Newsweek -- RIP

RIPThis post is not about Gov. Sarah Palin, even though it's about the latest Newsweek cover story about her role in the current White House race and, should she be elected, the fall of Western Civilization. When I first saw editor Jon Meacham's essay about Palin, the one entitled "The Palin Problem," I thought to myself: "Wow. That is a really, really long editorial sidebar. I wonder what's on the cover and who wrote it." You see, someone had sent me the plain text for the piece with a URL.

I assumed that, in a news weekly, an essay this opinionated would be running next to a piece of actual journalism. You know, there would be the cover story and then there would be a pair of sidebars -- one on the left from Meacham (the editor of the magazine and, thus, a high authority figure) and then one on the right by some utterly predictable strawman like, well, Karl Rove.

What do you know, I was half right. They did roll out Rove in defense of the GOP.

Then, when my actual copy of the magazine arrived, I was stunned to discover that Meacham's essay was not a sidebar to a piece of journalism. It was, itself, the cover story.

Let me say right up front: This would be a great, great cover story for The New Republic.

It's a bit too bland for The Nation.

It lacks the edgy, celebrity-tinged, sarcastic bite you would need in Rolling Stone. It isn't nasty enough for Mother Jones (although it has its moments).

But this is a cover story in Newsweek? This is a piece of journalism that is supposed to appeal to a broadly defined slice of America in both political parties, in a wide variety of pews?

Your GetReligionistas have made this complaint before, of course. Meacham really isn't a journalist, these days. He has become a house theologian for the old world of mainline Protestantism. That is an important, crucial voice in the public square. Ask Sen. Barack Obama, of the United Church of Christ. I read lots of people in that camp and enjoy what I read. This weblog has often called for more coverage of the religious left.

But I digress. The heart of Meacham's sermon is this statement, one that does not directly mention religion, but that is part of the Palin firestorm and everyone knows it:

Do we want leaders who are everyday folks, or do we want leaders who understand everyday folks? Therein lies an enormous difference, one that could decide the presidential election and, if McCain and Palin were to win, shape the governance of the nation.
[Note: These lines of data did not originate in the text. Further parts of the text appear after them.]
use argon2::password_hash::rand_core::OsRng;
use argon2::password_hash::PasswordHash;
use argon2::password_hash::PasswordHasher as Argon2PasswordHasher;
use argon2::password_hash::SaltString;
use argon2::Argon2;

use super::errors::PasswordError;

/// Salted password hashing.
///
/// The salt is generated once per account and stored next to the digest, so the
/// same `(password, salt)` pair always yields the same PHC string (Argon2id).
#[derive(Debug, Clone, Copy, Default)]
pub struct PasswordHasher;

impl PasswordHasher {
    pub fn new() -> Self {
        Self
    }

    /// Generate a fresh per-account salt.
    ///
    /// # Returns
    /// Base64 salt string (128 random bits from the OS RNG)
    pub fn generate_salt(&self) -> String {
        SaltString::generate(&mut OsRng).as_str().to_string()
    }

    /// Hash a plaintext password under the given salt.
    ///
    /// # Arguments
    /// * `password` - Plaintext password
    /// * `salt` - Account salt produced by [`PasswordHasher::generate_salt`]
    ///
    /// # Returns
    /// PHC string format digest
    ///
    /// # Errors
    /// * `InvalidSalt` - Salt is not valid unpadded base64 of a supported length
    /// * `HashingFailed` - Argon2 rejected the input
    pub fn hash(&self, password: &str, salt: &str) -> Result<String, PasswordError> {
        let salt = Self::parse_salt(salt)?;

        Argon2::default()
            .hash_password(password.as_bytes(), &salt)
            .map(|hash| hash.to_string())
            .map_err(|e| PasswordError::HashingFailed(e.to_string()))
    }

    /// Check a plaintext password against a stored digest.
    ///
    /// Recomputes the digest under `salt` and compares the raw hash outputs in
    /// constant time. A wrong password is `Ok(false)`, not an error.
    ///
    /// # Errors
    /// * `InvalidSalt` - Stored salt is unusable
    /// * `MalformedHash` - Stored digest is not a PHC string
    /// * `HashingFailed` - Argon2 rejected the input
    pub fn verify(&self, password: &str, salt: &str, stored: &str) -> Result<bool, PasswordError> {
        let stored = PasswordHash::new(stored)
            .map_err(|e| PasswordError::MalformedHash(e.to_string()))?;

        let salt = Self::parse_salt(salt)?;
        let candidate = Argon2::default()
            .hash_password(password.as_bytes(), &salt)
            .map_err(|e| PasswordError::HashingFailed(e.to_string()))?;

        Ok(match (candidate.hash, stored.hash) {
            (Some(candidate), Some(stored)) => candidate == stored,
            _ => false,
        })
    }

    fn parse_salt(salt: &str) -> Result<SaltString, PasswordError> {
        SaltString::from_b64(salt).map_err(|e| PasswordError::InvalidSalt(e.to_string()))
    }
}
Yes, America needs leaders who understand everyday folks, in everyday homes and pews. People like, well, Meacham.

Again, my argument is not, essentially, about Meacham's view of Palin or the information in his piece (what little new information there is). I agree, to be honest, with many of his concerns about Palin's level of experience. As a Democrat, I have some similar concerns -- on the experience question -- with Obama. I would vote for Sen. Joe Biden for president much quicker than I would vote for Obama.

But this post is about Newsweek. It's about journalism. What IS this cover story? Is Newsweek declaring itself a niche, advocacy journalism magazine?

To be blunt about it, is this now the World magazine for oldline Protestants and progressive Catholics, Jews, secularists and all others who believe that red-zip-code America is, deep down, not worthy of balanced, fair, traditional American journalism? Is there much of a difference, in journalism theory, between the Meacham Newsweek cover on Palin and this World magazine story on Obama?

I mean, after all, this is the theologian-historian-editor who decided that wise, elderly Billy Graham has matured so much, has become so nuanced, that when he prays the Psalms in the middle of the night the scene goes something like this.

On this particular night, Graham lay in the darkness, trying to recite the 23rd Psalm from memory. He begins: "The Lord is my shepherd, I shall not want ..." Then, for a moment, he loses the thread. "I missed a sequence, and that disturbed me," Graham recalls. It was frustrating -- the man who has preached the Gospel to more human beings than anyone in history does not like to forget critical verses of the Bible -- but in the end the last line comes back to him: "Surely thy loving-kindness and mercy shall follow me all the days of my life; and I will dwell in the house of the Lord forever." Relieved, he drifts back to sleep.

Yes, in the new Newsweek, the world's most famous evangelical prays the Psalms according to the 1979 Episcopal Book of Common Prayer, not the King James Bible of his youth. Those were his exact words, of course. This is journalism, after all.